Ιn Greece and abroad, the Law 4622/2019, subtitled "Executive State: organisation, operation and transparency of the Government, government bodies and central public administration", is also referred to as the "Executive State" Law.

== Description ==

=== Presidency of the Government ===
The Executive State is a centralised governance system, characterised by the establishment of "the Presidency of the Government", an autonomous public service with approximately 440 personnel (340 permanent and 100 nonpermanent positions), whose formation cost was declared by the government to be 184,800 euros in 2020. (Note: This sum differs from the Presidency of the Government budget; for example, in 2021 the PoG budget was 31,251,000 euros) The Presidency of the Government is controlled by the Prime Minister and consists of a group of Secretariats:

- General Secretariat of the Prime Minister
- General Secretariat of Legal and Parliamentary Affairs
- General Secretariat for Coordination
- Special Secretariat for an Integrated Information System of Monitoring and Evaluating Governmental Action
- General Secretariat of Communication and Information
With the Presidential Decree No. 19 published at the Greek Government Gazette Α 54/14-3-2022 in March 2022, the Special Secretariat for an I.I.S. of Monitoring and Evaluating Governmental Action was discontinued and the Special Secretariat of Foresight replaced it.

=== ERT, AMNA, EYP ===
Most notably, with the Law 4622/2019 the Hellenic Broadcasting Corporation (ERT), the Athens-Macedonian News Agency (AMNA) and the National Intelligence Service (EYP) were passed under direct control of the Presidency of the Government, whose head is the Prime Minister.
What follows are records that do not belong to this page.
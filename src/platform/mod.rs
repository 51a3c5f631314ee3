//! Platform abstraction layer
//!
//! Handles the collaborators around the simulation:
//! - Input events (keyboard, quit, timers)
//! - Repeating timers on a logical clock
//! - Frame pacing

pub mod autopilot;
pub mod clock;
pub mod timer;

use std::collections::VecDeque;

pub use autopilot::Autopilot;
pub use clock::FrameClock;
pub use timer::RepeatingTimer;

use crate::sim::{Direction, GameState};

/// Keys the game distinguishes
#[derive(Debug, Clone, Copy, PartialEq, Eq, Hash)]
pub enum Key {
    Arrow(Direction),
    /// Anything else, by platform key code
    Other(u32),
}

impl Key {
    pub fn direction(self) -> Option<Direction> {
        match self {
            Key::Arrow(dir) => Some(dir),
            Key::Other(_) => None,
        }
    }
}

/// Timers the session arms
#[derive(Debug, Clone, Copy, PartialEq, Eq, Hash)]
pub enum TimerId {
    EnemySpawn,
}

/// One discrete platform event
#[derive(Debug, Clone, Copy, PartialEq, Eq)]
pub enum InputEvent {
    Quit,
    KeyDown(Key),
    KeyUp(Key),
    TimerFired(TimerId),
}

/// Produces the events for one frame.
///
/// Sources see the current state read-only, so demo and replay drivers can
/// react to it the way a player watching the screen would.
pub trait EventSource {
    fn poll(&mut self, state: &GameState, out: &mut Vec<InputEvent>);
}

/// Plays back a fixed list of per-frame events, then emits quit.
#[derive(Debug, Clone, Default)]
pub struct ScriptedInput {
    frames: VecDeque<Vec<InputEvent>>,
    quit_when_done: bool,
}

impl ScriptedInput {
    pub fn new() -> Self {
        Self {
            frames: VecDeque::new(),
            quit_when_done: true,
        }
    }

    /// Keep polling empty frames after the script runs out
    pub fn endless(mut self) -> Self {
        self.quit_when_done = false;
        self
    }

    /// Append one frame worth of events
    pub fn frame(mut self, events: impl IntoIterator<Item = InputEvent>) -> Self {
        self.frames.push_back(events.into_iter().collect());
        self
    }

    /// Append `count` frames with no events
    pub fn idle(mut self, count: usize) -> Self {
        self.frames.extend(std::iter::repeat_n(Vec::new(), count));
        self
    }

    pub fn remaining(&self) -> usize {
        self.frames.len()
    }
}

impl EventSource for ScriptedInput {
    fn poll(&mut self, _state: &GameState, out: &mut Vec<InputEvent>) {
        match self.frames.pop_front() {
            Some(events) => out.extend(events),
            None if self.quit_when_done => out.push(InputEvent::Quit),
            None => {}
        }
    }
}
//! Deterministic simulation module
//!
//! All gameplay logic lives here. This module must be pure and deterministic:
//! - One tick per frame, velocities in px per frame
//! - Seeded RNG only
//! - Stable iteration order (by entity ID)
//! - No rendering, audio or platform dependencies

pub mod collision;
pub mod input;
pub mod rect;
pub mod spawn;
pub mod state;
pub mod tick;
pub mod world;

pub use collision::apply_velocity_and_resolve;
pub use input::{Axis, Direction, HeldDirections, MovementModel};
pub use rect::{Rect, intersects};
pub use spawn::{EnemySpawn, arena_walls, coin_cells, roll_enemy};
pub use state::{Command, GameEvent, GamePhase, GameState, Player};
pub use tick::{TickInput, step, tick};
pub use world::{Entity, EntityClass, EntityId, EntityKind, World};
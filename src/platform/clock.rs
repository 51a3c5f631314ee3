//! Frame pacing
//!
//! Sleeps out the remainder of each frame so the loop runs at a fixed
//! cadence. Unthrottled clocks return immediately (tests, fast replays).

use std::thread;
use std::time::{Duration, Instant};

#[derive(Debug)]
pub struct FrameClock {
    frame: Duration,
    last: Option<Instant>,
    throttled: bool,
    frames: u64,
}

impl FrameClock {
    pub fn new(frame: Duration) -> Self {
        Self {
            frame,
            last: None,
            throttled: true,
            frames: 0,
        }
    }

    /// A clock that never sleeps
    pub fn unthrottled(frame: Duration) -> Self {
        Self {
            throttled: false,
            ..Self::new(frame)
        }
    }

    pub fn frames(&self) -> u64 {
        self.frames
    }

    /// Mark the end of a frame, sleeping if it finished early
    pub fn tick(&mut self) {
        self.frames += 1;
        if !self.throttled {
            return;
        }
        let now = Instant::now();
        if let Some(last) = self.last {
            let spent = now.duration_since(last);
            if spent < self.frame {
                thread::sleep(self.frame - spent);
            }
        }
        self.last = Some(Instant::now());
    }
}

#[cfg(test)]
mod tests {
    use super::*;

    #[test]
    fn test_unthrottled_counts_without_sleeping() {
        let mut clock = FrameClock::unthrottled(Duration::from_secs(1));
        let start = Instant::now();
        for _ in 0..100 {
            clock.tick();
        }
        assert_eq!(clock.frames(), 100);
        assert!(start.elapsed() < Duration::from_secs(1));
    }

    #[test]
    fn test_throttled_clock_paces_frames() {
        let frame = Duration::from_millis(5);
        let mut clock = FrameClock::new(frame);
        let start = Instant::now();
        for _ in 0..5 {
            clock.tick();
        }
        // first tick only records the start point
        assert!(start.elapsed() >= frame * 4);
    }
}
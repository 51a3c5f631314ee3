//! Game state and core simulation types
//!
//! Everything the session needs between frames lives in [`GameState`].

use glam::Vec2;
use rand::SeedableRng;
use rand_pcg::Pcg32;

use super::input::{Axis, Direction, HeldDirections, MovementModel};
use super::rect::Rect;
use super::spawn::{arena_walls, coin_rect, pick_coin_cell, player_start, roll_enemy};
use super::world::{EntityId, EntityKind, World};
use crate::consts::*;
use crate::tuning::Tuning;

/// Session lifecycle
#[derive(Debug, Clone, Copy, PartialEq, Eq)]
pub enum GamePhase {
    /// Waiting for the first arrow key; enemies are held back
    NotStarted,
    /// Active gameplay
    Running,
    /// Quit received, nothing else happens
    Stopped,
}

/// Commands applied at the start of a tick, in order
#[derive(Debug, Clone, Copy, PartialEq, Eq)]
pub enum Command {
    Press(Direction),
    Release(Direction),
    /// The enemy spawn timer fired
    SpawnEnemy,
    Quit,
}

/// Things that happened during a tick, for audio and logging
#[derive(Debug, Clone, Copy, PartialEq)]
pub enum GameEvent {
    Started,
    CoinCollected { score: u32 },
    /// Player touched an enemy; `lost` is the score before the reset
    PlayerHit { lost: u32, best: u32 },
    EnemySpawned { id: EntityId, heading: Direction },
    EnemiesCulled { count: usize },
    Quit,
}

/// The player's square
#[derive(Debug, Clone)]
pub struct Player {
    pub id: EntityId,
    pub rect: Rect,
    pub model: MovementModel,
    /// Pixels per frame per axis
    pub speed: f32,
    pub(crate) held: HeldDirections,
    /// Distance covered by the current step (step model only)
    pub(crate) traveled: f32,
}

impl Player {
    pub fn new(id: EntityId, pos: Vec2, model: MovementModel, speed: f32) -> Self {
        Self {
            id,
            rect: Rect::square(pos, PLAYER_SIZE),
            model,
            speed,
            held: HeldDirections::new(),
            traveled: 0.0,
        }
    }

    /// Current velocity in px per frame, derived from the held directions
    pub fn velocity(&self) -> Vec2 {
        self.held.velocity(self.speed)
    }

    pub fn held(&self) -> &HeldDirections {
        &self.held
    }

    pub fn traveled(&self) -> f32 {
        self.traveled
    }

    /// True when no step is in progress. Always true for continuous movement.
    pub fn accepts_input(&self) -> bool {
        match self.model {
            MovementModel::Continuous => true,
            MovementModel::Step => self.traveled == 0.0,
        }
    }

    /// Apply a key press. Returns false if the press was ignored.
    pub fn press(&mut self, dir: Direction) -> bool {
        if !self.accepts_input() {
            return false;
        }
        self.held.press(dir);
        true
    }

    /// Apply a key release. Step movement ignores releases.
    pub fn release(&mut self, dir: Direction) {
        if self.model == MovementModel::Continuous {
            self.held.release(dir);
        }
    }

    /// Gap to leave against a wall after a hit
    pub fn wall_clearance(&self) -> f32 {
        match self.model {
            MovementModel::Continuous => 0.0,
            MovementModel::Step => STEP_WALL_CLEARANCE,
        }
    }

    /// A wall stopped movement along `axis`
    pub(crate) fn on_wall_hit(&mut self, axis: Axis) {
        if self.model == MovementModel::Step {
            self.held.clear_axis(axis);
            self.traveled = 0.0;
        }
    }

    pub(crate) fn record_travel(&mut self, distance: f32) {
        if self.model == MovementModel::Step {
            self.traveled += distance.abs();
        }
    }

    /// Stop once a step has covered a full tile
    pub(crate) fn finish_step(&mut self) {
        if self.model == MovementModel::Step && self.traveled > TILE_SIZE {
            self.held.clear();
            self.traveled = 0.0;
        }
    }
}

/// Complete simulation state for one session
#[derive(Debug, Clone)]
pub struct GameState {
    /// Run seed for reproducibility
    pub seed: u64,
    rng: Pcg32,
    pub tuning: Tuning,
    pub score: u32,
    /// Highest score reached before a reset; never decreases
    pub best: u32,
    /// Set by the first accepted arrow key
    pub started: bool,
    /// Set by quit
    pub game_over: bool,
    /// Simulation tick counter
    pub time_ticks: u64,
    pub player: Player,
    pub world: World,
    /// Events produced since the last drain
    pub events: Vec<GameEvent>,
}

impl GameState {
    /// Build the arena, the player and the first coin
    pub fn new(seed: u64, tuning: Tuning) -> Self {
        let mut world = World::new();
        for wall in arena_walls() {
            world.spawn(EntityKind::Wall, wall);
        }
        let player = Player::new(
            world.allocate_id(),
            player_start(),
            tuning.movement,
            tuning.player_speed,
        );

        let mut state = Self {
            seed,
            rng: Pcg32::seed_from_u64(seed),
            tuning,
            score: 0,
            best: 0,
            started: false,
            game_over: false,
            time_ticks: 0,
            player,
            world,
            events: Vec::new(),
        };
        state.spawn_coin();
        state
    }

    pub fn phase(&self) -> GamePhase {
        if self.game_over {
            GamePhase::Stopped
        } else if self.started {
            GamePhase::Running
        } else {
            GamePhase::NotStarted
        }
    }

    /// Apply one command. Everything after a quit is ignored.
    pub fn apply(&mut self, command: Command) {
        if self.game_over {
            return;
        }
        match command {
            Command::Quit => {
                self.game_over = true;
                self.events.push(GameEvent::Quit);
            }
            Command::SpawnEnemy => {
                if self.started {
                    self.spawn_enemy();
                }
            }
            Command::Press(dir) => {
                if self.player.press(dir) && !self.started {
                    self.started = true;
                    self.events.push(GameEvent::Started);
                }
            }
            Command::Release(dir) => self.player.release(dir),
        }
    }

    /// Place a new coin on a cell away from the player
    pub fn spawn_coin(&mut self) -> EntityId {
        let cell = pick_coin_cell(&mut self.rng, &self.player.rect);
        let id = self.world.spawn(EntityKind::Coin, coin_rect(cell));
        log::debug!("Coin {} spawned at ({:.1}, {:.1})", id, cell.x, cell.y);
        id
    }

    /// Launch an enemy from a random edge
    pub fn spawn_enemy(&mut self) -> EntityId {
        let spawn = roll_enemy(&mut self.rng, self.tuning.enemy_speed);
        let id = self
            .world
            .spawn(EntityKind::Enemy { vel: spawn.vel }, spawn.rect);
        log::debug!("Enemy {} heading {:?}", id, spawn.heading);
        self.events.push(GameEvent::EnemySpawned {
            id,
            heading: spawn.heading,
        });
        id
    }

    pub fn drain_events(&mut self) -> std::vec::Drain<'_, GameEvent> {
        self.events.drain(..)
    }
}
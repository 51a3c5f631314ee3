//! PGSQR entry point
//!
//! Runs a headless session driven by the autopilot. Set `RUST_LOG=debug`
//! to follow pickups, spawns and HUD changes.

use std::fs::File;
use std::io::BufWriter;
use std::path::PathBuf;

use anyhow::{Context, Result};
use clap::Parser;

use pgsqr::audio::LogAudio;
use pgsqr::platform::{Autopilot, FrameClock};
use pgsqr::renderer::HeadlessRenderer;
use pgsqr::{Session, Settings};

#[derive(Parser)]
#[command(name = "pgsqr")]
#[command(about = "Grab the coin, dodge the squares (headless demo)")]
struct Args {
    /// Settings file (JSON); defaults are used when omitted
    #[arg(short, long)]
    settings: Option<PathBuf>,

    /// Frames to play before quitting
    #[arg(short, long, default_value_t = 3600)]
    frames: u64,

    /// RNG seed, overrides the settings file
    #[arg(long)]
    seed: Option<u64>,

    /// Run as fast as possible instead of at the frame rate
    #[arg(long)]
    unthrottled: bool,

    /// Write every rendered frame as a JSON line
    #[arg(long)]
    dump_frames: Option<PathBuf>,
}

fn main() -> Result<()> {
    env_logger::init();
    let args = Args::parse();

    let mut settings = match &args.settings {
        Some(path) => Settings::load(path)?,
        None => Settings::default(),
    };
    if args.seed.is_some() {
        settings.seed = args.seed;
    }

    let renderer = match &args.dump_frames {
        Some(path) => {
            let file = File::create(path)
                .with_context(|| format!("creating frame dump {}", path.display()))?;
            HeadlessRenderer::with_dump(BufWriter::new(file))
        }
        None => HeadlessRenderer::new(),
    };
    let audio = LogAudio::new(settings.asset_dir.as_deref());

    log::info!("PGSQR starting...");
    let mut session = Session::new(&settings, audio, renderer).context("starting session")?;

    let mut pilot = Autopilot::with_frame_limit(args.frames);
    let mut clock = if args.unthrottled {
        FrameClock::unthrottled(settings.frame_duration())
    } else {
        FrameClock::new(settings.frame_duration())
    };
    session.run(&mut pilot, &mut clock);
    session.renderer_mut().flush();

    let state = session.state();
    println!(
        "seed {}: score {}, best {} ({} frames, {} cues)",
        state.seed,
        state.score,
        state.best,
        session.renderer().frames(),
        session.audio().sink().played()
    );
    Ok(())
}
More specifically, the General Secretariat of Communication and Information was given the supervision of the ERT and AMNA and the National Intelligence Service came under the sole control of the Presidency of the Government.

=== National Transparency Authority ===
The Law 4622/2019 also included the establishment of an Independent Authority named the "National Transparency Authority", which incorporated five formerly separate auditing departments and an anti-corruption body, with the aim of tackling corruption and ensuring transparency and accountability throughout public life.

=== Inter-ministerial personnel ===
With the Law's article 104, provision was made for a group of inter-ministerial employees specialising in Public Policy Analysis, Legislative affairs, and Digital Policy Analysis.